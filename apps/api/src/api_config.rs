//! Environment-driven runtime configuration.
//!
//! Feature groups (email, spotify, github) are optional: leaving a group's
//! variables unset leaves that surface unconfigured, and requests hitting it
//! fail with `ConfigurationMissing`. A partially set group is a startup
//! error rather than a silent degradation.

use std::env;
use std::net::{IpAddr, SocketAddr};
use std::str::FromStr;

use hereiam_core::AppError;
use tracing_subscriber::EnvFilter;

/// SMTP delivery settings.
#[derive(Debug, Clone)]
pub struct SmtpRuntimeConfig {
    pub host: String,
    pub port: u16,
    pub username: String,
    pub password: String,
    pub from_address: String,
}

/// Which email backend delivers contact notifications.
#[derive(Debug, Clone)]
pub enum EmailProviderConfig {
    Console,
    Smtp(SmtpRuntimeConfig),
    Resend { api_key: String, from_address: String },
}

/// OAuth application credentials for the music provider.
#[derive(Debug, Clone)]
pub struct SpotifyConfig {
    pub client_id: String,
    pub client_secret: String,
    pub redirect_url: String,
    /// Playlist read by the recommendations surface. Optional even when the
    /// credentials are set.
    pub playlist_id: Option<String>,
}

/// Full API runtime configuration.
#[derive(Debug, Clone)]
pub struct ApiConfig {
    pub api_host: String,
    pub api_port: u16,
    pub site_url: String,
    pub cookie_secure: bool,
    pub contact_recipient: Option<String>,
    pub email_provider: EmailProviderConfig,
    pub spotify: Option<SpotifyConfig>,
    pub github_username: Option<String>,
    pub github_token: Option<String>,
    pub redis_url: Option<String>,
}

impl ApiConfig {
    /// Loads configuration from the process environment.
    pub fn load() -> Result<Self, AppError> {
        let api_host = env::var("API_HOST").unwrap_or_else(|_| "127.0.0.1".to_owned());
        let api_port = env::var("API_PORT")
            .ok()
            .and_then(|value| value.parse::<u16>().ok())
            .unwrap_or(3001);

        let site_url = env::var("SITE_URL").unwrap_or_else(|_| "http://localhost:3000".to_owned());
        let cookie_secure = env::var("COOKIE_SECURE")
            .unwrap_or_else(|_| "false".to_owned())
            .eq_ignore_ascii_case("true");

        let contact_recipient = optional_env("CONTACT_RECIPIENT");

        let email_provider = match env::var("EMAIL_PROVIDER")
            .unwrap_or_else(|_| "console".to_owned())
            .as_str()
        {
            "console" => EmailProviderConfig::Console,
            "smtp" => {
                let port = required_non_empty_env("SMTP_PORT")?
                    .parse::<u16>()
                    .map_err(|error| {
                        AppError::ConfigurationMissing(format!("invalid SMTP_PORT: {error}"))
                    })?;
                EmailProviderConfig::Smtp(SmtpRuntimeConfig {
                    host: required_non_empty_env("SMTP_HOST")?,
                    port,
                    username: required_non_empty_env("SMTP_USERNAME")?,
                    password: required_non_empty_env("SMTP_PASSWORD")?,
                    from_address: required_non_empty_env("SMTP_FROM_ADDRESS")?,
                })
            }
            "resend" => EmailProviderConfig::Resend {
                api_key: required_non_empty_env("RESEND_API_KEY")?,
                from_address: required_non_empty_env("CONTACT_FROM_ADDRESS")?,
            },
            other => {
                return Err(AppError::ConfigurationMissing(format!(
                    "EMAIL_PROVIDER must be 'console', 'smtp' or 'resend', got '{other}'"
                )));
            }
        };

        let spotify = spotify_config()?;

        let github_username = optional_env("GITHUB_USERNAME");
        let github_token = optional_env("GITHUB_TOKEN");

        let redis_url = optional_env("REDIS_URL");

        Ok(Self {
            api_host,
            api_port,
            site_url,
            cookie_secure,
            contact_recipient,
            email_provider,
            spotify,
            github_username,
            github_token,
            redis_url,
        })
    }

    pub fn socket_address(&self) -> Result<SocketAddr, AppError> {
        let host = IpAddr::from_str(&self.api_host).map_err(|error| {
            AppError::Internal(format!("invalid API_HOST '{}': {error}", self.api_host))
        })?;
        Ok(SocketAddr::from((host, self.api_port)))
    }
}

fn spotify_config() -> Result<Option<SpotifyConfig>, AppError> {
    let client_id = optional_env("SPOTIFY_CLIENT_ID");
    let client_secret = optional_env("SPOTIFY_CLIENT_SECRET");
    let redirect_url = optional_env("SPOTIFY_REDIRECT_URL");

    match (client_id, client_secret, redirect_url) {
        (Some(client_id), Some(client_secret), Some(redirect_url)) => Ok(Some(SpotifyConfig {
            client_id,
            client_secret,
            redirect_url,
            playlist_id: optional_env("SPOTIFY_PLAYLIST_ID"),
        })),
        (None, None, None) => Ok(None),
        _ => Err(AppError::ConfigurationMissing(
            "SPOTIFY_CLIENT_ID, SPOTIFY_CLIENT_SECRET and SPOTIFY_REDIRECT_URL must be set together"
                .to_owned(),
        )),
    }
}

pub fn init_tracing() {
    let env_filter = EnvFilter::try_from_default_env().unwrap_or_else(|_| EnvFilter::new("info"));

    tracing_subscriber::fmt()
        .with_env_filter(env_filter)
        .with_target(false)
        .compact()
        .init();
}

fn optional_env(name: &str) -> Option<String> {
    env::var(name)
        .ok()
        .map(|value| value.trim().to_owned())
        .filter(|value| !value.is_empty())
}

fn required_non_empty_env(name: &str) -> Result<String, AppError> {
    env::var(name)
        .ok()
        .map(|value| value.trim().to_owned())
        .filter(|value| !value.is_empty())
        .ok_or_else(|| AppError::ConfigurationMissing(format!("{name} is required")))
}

**AIM OF THE TASK**
Keeping each word as it stands, transcribe every entry.

**TASK OUTPUT**
filename apps/api/src/api_config.rs
//! Environment-driven runtime configuration.
//!
//! Feature groups (email, spotify, github) are optional: leaving a group's
//! variables unset leaves that surface unconfigured, and requests hitting it
//! fail with `ConfigurationMissing`. A partially set group is a startup
//! error rather than a silent degradation.

use std::env;
use std::net::{IpAddr, SocketAddr};
use std::str::FromStr;

use hereiam_core::AppError;
use tracing_subscriber::EnvFilter;

/// SMTP delivery settings.
#[derive(Debug, Clone)]
pub struct SmtpRuntimeConfig {
    pub host: String,
    pub port: u16,
    pub username: String,
    pub password: String,
    pub from_address: String,
}

/// Which email backend delivers contact notifications.
#[derive(Debug, Clone)]
pub enum EmailProviderConfig {
    Console,
    Smtp(SmtpRuntimeConfig),
    Resend { api_key: String, from_address: String },
}

/// OAuth application credentials for the music provider.
#[derive(Debug, Clone)]
pub struct SpotifyConfig {
    pub client_id: String,
    pub client_secret: String,
    pub redirect_url: String,
    /// Playlist read by the recommendations surface. Optional even when the
    /// credentials are set.
    pub playlist_id: Option<String>,
}

/// Full API runtime configuration.
#[derive(Debug, Clone)]
pub struct ApiConfig {
    pub api_host: String,
    pub api_port: u16,
    pub site_url: String,
    pub cookie_secure: bool,
    pub contact_recipient: Option<String>,
    pub email_provider: EmailProviderConfig,
    pub spotify: Option<SpotifyConfig>,
    pub github_username: Option<String>,
    pub github_token: Option<String>,
    pub redis_url: Option<String>,
}

impl ApiConfig {
    /// Loads configuration from the process environment.
    pub fn load() -> Result<Self, AppError> {
        let api_host = env::var("API_HOST").unwrap_or_else(|_| "127.0.0.1".to_owned());
        let api_port = env::var("API_PORT")
            .ok()
            .and_then(|value| value.parse::<u16>().ok())
            .unwrap_or(3001);

        let site_url = env::var("SITE_URL").unwrap_or_else(|_| "http://localhost:3000".to_owned());
        let cookie_secure = env::var("COOKIE_SECURE")
            .unwrap_or_else(|_| "false".to_owned())
            .eq_ignore_ascii_case("true");

        let contact_recipient = optional_env("CONTACT_RECIPIENT");

        let email_provider = match env::var("EMAIL_PROVIDER")
            .unwrap_or_else(|_| "console".to_owned())
            .as_str()
        {
            "console" => EmailProviderConfig::Console,
            "smtp" => {
                let port = required_non_empty_env("SMTP_PORT")?
                    .parse::<u16>()
                    .map_err(|error| {
                        AppError::ConfigurationMissing(format!("invalid SMTP_PORT: {error}"))
                    })?;
                EmailProviderConfig::Smtp(SmtpRuntimeConfig {
                    host: required_non_empty_env("SMTP_HOST")?,
                    port,
                    username: required_non_empty_env("SMTP_USERNAME")?,
                    password: required_non_empty_env("SMTP_PASSWORD")?,
                    from_address: required_non_empty_env("SMTP_FROM_ADDRESS")?,
                })
            }
            "resend" => EmailProviderConfig::Resend {
                api_key: required_non_empty_env("RESEND_API_KEY")?,
                from_address: required_non_empty_env("CONTACT_FROM_ADDRESS")?,
            },
            other => {
                return Err(AppError::ConfigurationMissing(format!(
                    "EMAIL_PROVIDER must be 'console', 'smtp' or 'resend', got '{other}'"
                )));
            }
        };

        let spotify = spotify_config()?;

        let github_username = optional_env("GITHUB_USERNAME");
        let github_token = optional_env("GITHUB_TOKEN");

        let redis_url = optional_env("REDIS_URL");

        Ok(Self {
            api_host,
            api_port,
            site_url,
            cookie_secure,
            contact_recipient,
            email_provider,
            spotify,
            github_username,
            github_token,
            redis_url,
        })
    }

    pub fn socket_address(&self) -> Result<SocketAddr, AppError> {
        let host = IpAddr::from_str(&self.api_host).map_err(|error| {
            AppError::Internal(format!("invalid API_HOST '{}': {error}", self.api_host))
        })?;
        Ok(SocketAddr::from((host, self.api_port)))
    }
}

fn spotify_config() -> Result<Option<SpotifyConfig>, AppError> {
    let client_id = optional_env("SPOTIFY_CLIENT_ID");
    let client_secret = optional_env("SPOTIFY_CLIENT_SECRET");
    let redirect_url = optional_env("SPOTIFY_REDIRECT_URL");

    match (client_id, client_secret, redirect_url) {
        (Some(client_id), Some(client_secret), Some(redirect_url)) => Ok(Some(SpotifyConfig {
            client_id,
            client_secret,
            redirect_url,
            playlist_id: optional_env("SPOTIFY_PLAYLIST_ID"),
        })),
        (None, None, None) => Ok(None),
        _ => Err(AppError::ConfigurationMissing(
            "SPOTIFY_CLIENT_ID, SPOTIFY_CLIENT_SECRET and SPOTIFY_REDIRECT_URL must be set together"
                .to_owned(),
        )),
    }
}

pub fn init_tracing() {
    let env_filter = EnvFilter::try_from_default_env().unwrap_or_else(|_| EnvFilter::new("info"));

    tracing_subscriber::fmt()
        .with_env_filter(env_filter)
        .with_target(false)
        .compact()
        .init();
}

fn optional_env(name: &str) -> Option<String> {
    env::var(name)
        .ok()
        .map(|value| value.trim().to_owned())
        .filter(|value| !value.is_empty())
}

fn required_non_empty_env(name: &str) -> Result<String, AppError> {
    env::var(name)
        .ok()
        .map(|value| value.trim().to_owned())
        .filter(|value| !value.is_empty())
        .ok_or_else(|| AppError::ConfigurationMissing(format!("{name} is required")))
}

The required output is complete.